WordToMother has a piece with the painter character sitting in front of a modern city of towers with smoke belching cooling towers in the foreground. Opposite that, rather than conventionally declare his love for a maiden, WTM boasts the maiden loves him (though it could also be a homage to his actual mother!).


WordToMother


Pure Evil brings the sprit of rebellion to the show with the stolen slogans of Thomas Jefferson and even climbing into the roadworks to spray “I am so underground” in the excavation. Naughty puppy.


Pure Evil


Busk has taken over those two slanted walls previously hosting the luscious Logan Hicks pieces and done some really tight photo realistic portraits.


Busk


An enormous cloudscape with birds and infinitely tall trees is instantly recognisable as pure Xenz.


Xenz


One piece we love but have no idea (yet) who it’s by is this smaller piece incorporating a trio of figures, a woman with some kind of gas machine or gun perhaps, a superhero and a fleeing woman/child, can hardly make head or tail of what it might be about but it looks delicious.


update: Will Barras


Near the Lower Marsh exit, two of London’s cutest vandals get their space in the spotlight. SweetToof, possibly in a collaboration, and possibly with Cyclops has done a very large face with pink gums as usual but clothes pegs instead of teeth! The character extends an arm over the roof of the tunnel and clasps another clothes peg whilst the other hand works a peg loose from the gums, some kind of nightmare self administered dentistry. Again, the static ambiguity means this creature could be filling his gums with improvised clothes peg teeth.
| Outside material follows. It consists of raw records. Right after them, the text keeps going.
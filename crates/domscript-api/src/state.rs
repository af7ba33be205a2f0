use domscript_ai::Generator;
use domscript_core::DomScriptConfig;
use std::sync::Arc;

use crate::script_store::ScriptStore;

#[derive(Clone)]
pub struct AppState {
    pub generator: Arc<Generator>,
    pub scripts: Arc<ScriptStore>,
}

impl AppState {
    pub fn new(config: &DomScriptConfig) -> Self {
        Self::with_generator(
            Generator::from_config(config),
            ScriptStore::new(config.storage.scripts_path.clone()),
        )
    }

    pub fn with_generator(generator: Generator, scripts: ScriptStore) -> Self {
        Self {
            generator: Arc::new(generator),
            scripts: Arc::new(scripts),
        }
    }
}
CEPT has declared his love for spray paint in the morning (presumably meaning the 3am type morning rather than cornflakes and toast time).


SweetToof



Cept


Copyright’s curious absence from the initial line up at Cans Festival is corrected this time with a lush but ambiguously captioned Love War with three gun toting maiden with practise targets marked on their torsos.


Copyright


This piece with a pair of skeletons weeping over a scary eagle based animal whilst handing over diamonds (US exploitation of third world resources? – a always this is a complete guess) which is awesome for both the symbolism and the execution.


I-Lib, Dead By Thirty


A very coarse count suggests somewhere between 80 and 100 new pieces or work by possibly 40 or 50 artists. It’s a huge show, incredible that on the whole it was put up in two days. Beyond the sample of pieces shown or mentioned here is an awesome selection of top quality pieces, check out the much much bigger set of pictures on the link below.


L Is For London + Panik (ATG Crew)


What is the point? Well there’s loads. First simply is a response to the feeling that graffiti guys have no talent and can are at the limit of their abilities using stencils, well have a look now at what good street artists can do freehand armed with spray cans on rough walls. Second is to present an array of superb domestic and international graffiti and street art talents. Another is to enjoy, do it.